# Work instruction
After repeating the line containing "post-condition. A rejected transfer", stop; until then, repeat each line of the listing below exactly, starting with the first.

------------

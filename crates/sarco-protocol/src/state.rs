//! Protocol state and the bonding ledger
//!
//! [`ProtocolState`] is the single serializable snapshot of everything the
//! engines mutate: registry, store, reward balances, fee pool, config, and
//! the event log. [`Protocol`] wraps it together with the two external
//! seams (token ledger, signer recovery) and hosts every engine operation.
//!
//! Execution is single-threaded and atomic per call: operations validate
//! fully before the first write, and any external token call happens only
//! after all local state reached its post-condition. A rejected transfer
//! restores the pre-call snapshot, so a failed transition has zero
//! observable effect.

use std::collections::HashMap;

use serde::{Deserialize, Serialize};
use tracing::debug;

use sarco_core::{
    Address, Error, ProtocolConfig, ProtocolEvent, Result, SarcoId, SignerRecovery,
};

use crate::registry::ArchaeologistRegistry;
use crate::store::{Sarcophagus, SarcophagusStore};
use crate::token::TokenLedger;

/// Serializable snapshot of all protocol-owned state
#[derive(Debug, Clone, Serialize, Deserialize)]
pub struct ProtocolState {
    /// Account holding escrowed fees and bonded collateral
    pub escrow_address: Address,

    /// Admin with authority over config and the fee pool
    pub admin: Address,

    /// Tunable parameters
    pub config: ProtocolConfig,

    /// Archaeologist profiles and collateral
    pub registry: ArchaeologistRegistry,

    /// Escrow sessions and curse records
    pub store: SarcophagusStore,

    /// Accrued digging-fee rewards awaiting withdrawal
    pub rewards: HashMap<Address, u128>,

    /// Accumulated protocol fees awaiting admin withdrawal
    pub protocol_fee_pool: u128,

    /// Ordered audit trail; drained by off-chain indexers
    pub events: Vec<ProtocolEvent>,
}

impl ProtocolState {
    /// Create fresh state with the given escrow identity, admin, and config
    pub fn new(escrow_address: Address, admin: Address, config: ProtocolConfig) -> Self {
        Self {
            escrow_address,
            admin,
            config,
            registry: ArchaeologistRegistry::new(),
            store: SarcophagusStore::new(),
            rewards: HashMap::new(),
            protocol_fee_pool: 0,
            events: Vec::new(),
        }
    }

    /// Append an audit record
    pub(crate) fn emit(&mut self, event: ProtocolEvent) {
        debug!(?event, "event emitted");
        self.events.push(event);
    }

    /// Credit an archaeologist's reward balance
    pub(crate) fn accrue_reward(&mut self, archaeologist: Address, amount: u128) {
        if amount > 0 {
            *self.rewards.entry(archaeologist).or_insert(0) += amount;
        }
    }

    /// Reward balance awaiting withdrawal
    pub fn reward_balance(&self, archaeologist: Address) -> u128 {
        self.rewards.get(&archaeologist).copied().unwrap_or(0)
    }

    /// Fetch a session that is neither compromised nor buried
    pub(crate) fn active_sarcophagus(&self, id: SarcoId) -> Result<&Sarcophagus> {
        let sarcophagus = self.store.get(id)?;
        if sarcophagus.is_compromised {
            return Err(Error::SarcophagusCompromised(id));
        }
        if sarcophagus.is_buried() {
            return Err(Error::SarcophagusInactive(id));
        }
        Ok(sarcophagus)
    }

    // --- bonding ledger -------------------------------------------------
    //
    // Collateral moves only through these three operations, each atomic
    // with respect to a single call.

    /// Lock the recorded cursed bond of one curse out of free bond
    pub(crate) fn curse_archaeologist(
        &mut self,
        sarco_id: SarcoId,
        archaeologist: Address,
    ) -> Result<()> {
        let amount = self
            .store
            .get(sarco_id)?
            .cursed(archaeologist)?
            .cursed_bond_amount;
        self.registry.get_mut(archaeologist)?.lock_bond(amount)
    }

    /// Release the recorded cursed bond of one curse back to free bond
    pub(crate) fn free_archaeologist(
        &mut self,
        sarco_id: SarcoId,
        archaeologist: Address,
    ) -> Result<()> {
        let amount = self
            .store
            .get(sarco_id)?
            .cursed(archaeologist)?
            .cursed_bond_amount;
        self.registry.get_mut(archaeologist)?.unlock_bond(amount)
    }

    /// Forfeit `amount` of an archaeologist's locked bond
    pub(crate) fn decrease_locked_bond(
        &mut self,
        archaeologist: Address,
        amount: u128,
    ) -> Result<()> {
        self.registry.get_mut(archaeologist)?.slash_bond(amount)
    }
}

/// The protocol state machine: state plus its two external seams
pub struct Protocol<T: TokenLedger, R: SignerRecovery> {
    /// All protocol-owned state
    pub state: ProtocolState,

    /// External balance service
    pub token: T,

    /// Signer recovery implementation
    pub recovery: R,
}

impl<T: TokenLedger, R: SignerRecovery> Protocol<T, R> {
    /// Create a protocol instance over fresh state
    pub fn new(escrow_address: Address, admin: Address, config: ProtocolConfig, token: T, recovery: R) -> Self {
        Self {
            state: ProtocolState::new(escrow_address, admin, config),
            token,
            recovery,
        }
    }

    /// Drain the audit trail for indexing
    pub fn drain_events(&mut self) -> Vec<ProtocolEvent> {
        std::mem::take(&mut self.state.events)
    }

    /// Transfer out of escrow, restoring `snapshot` on failure
    ///
    /// Invariant: local state must already be at its post-condition when
    /// this is called; a rejected transfer rolls the whole transition back.
    pub(crate) fn transfer_or_rollback(
        &mut self,
        snapshot: ProtocolState,
        to: Address,
        amount: u128,
    ) -> Result<()> {
        if amount == 0 {
            return Ok(());
        }
        if let Err(e) = self.token.transfer(to, amount) {
            self.state = snapshot;
            return Err(Error::TransferFailed(e.to_string()));
        }
        Ok(())
    }

    /// Collect from an external account into escrow, restoring `snapshot`
    /// on failure
    pub(crate) fn collect_or_rollback(
        &mut self,
        snapshot: ProtocolState,
        from: Address,
        amount: u128,
    ) -> Result<()> {
        if amount == 0 {
            return Ok(());
        }
        let escrow = self.state.escrow_address;
        if let Err(e) = self.token.transfer_from(from, escrow, amount) {
            self.state = snapshot;
            return Err(Error::TransferFailed(e.to_string()));
        }
        Ok(())
    }
}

------------

# Completed task
filename crates/sarco-protocol/src/state.rs
//! Protocol state and the bonding ledger
//!
//! [`ProtocolState`] is the single serializable snapshot of everything the
//! engines mutate: registry, store, reward balances, fee pool, config, and
//! the event log. [`Protocol`] wraps it together with the two external
//! seams (token ledger, signer recovery) and hosts every engine operation.
//!
//! Execution is single-threaded and atomic per call: operations validate
//! fully before the first write, and any external token call happens only
//! after all local state reached its post-condition. A rejected transfer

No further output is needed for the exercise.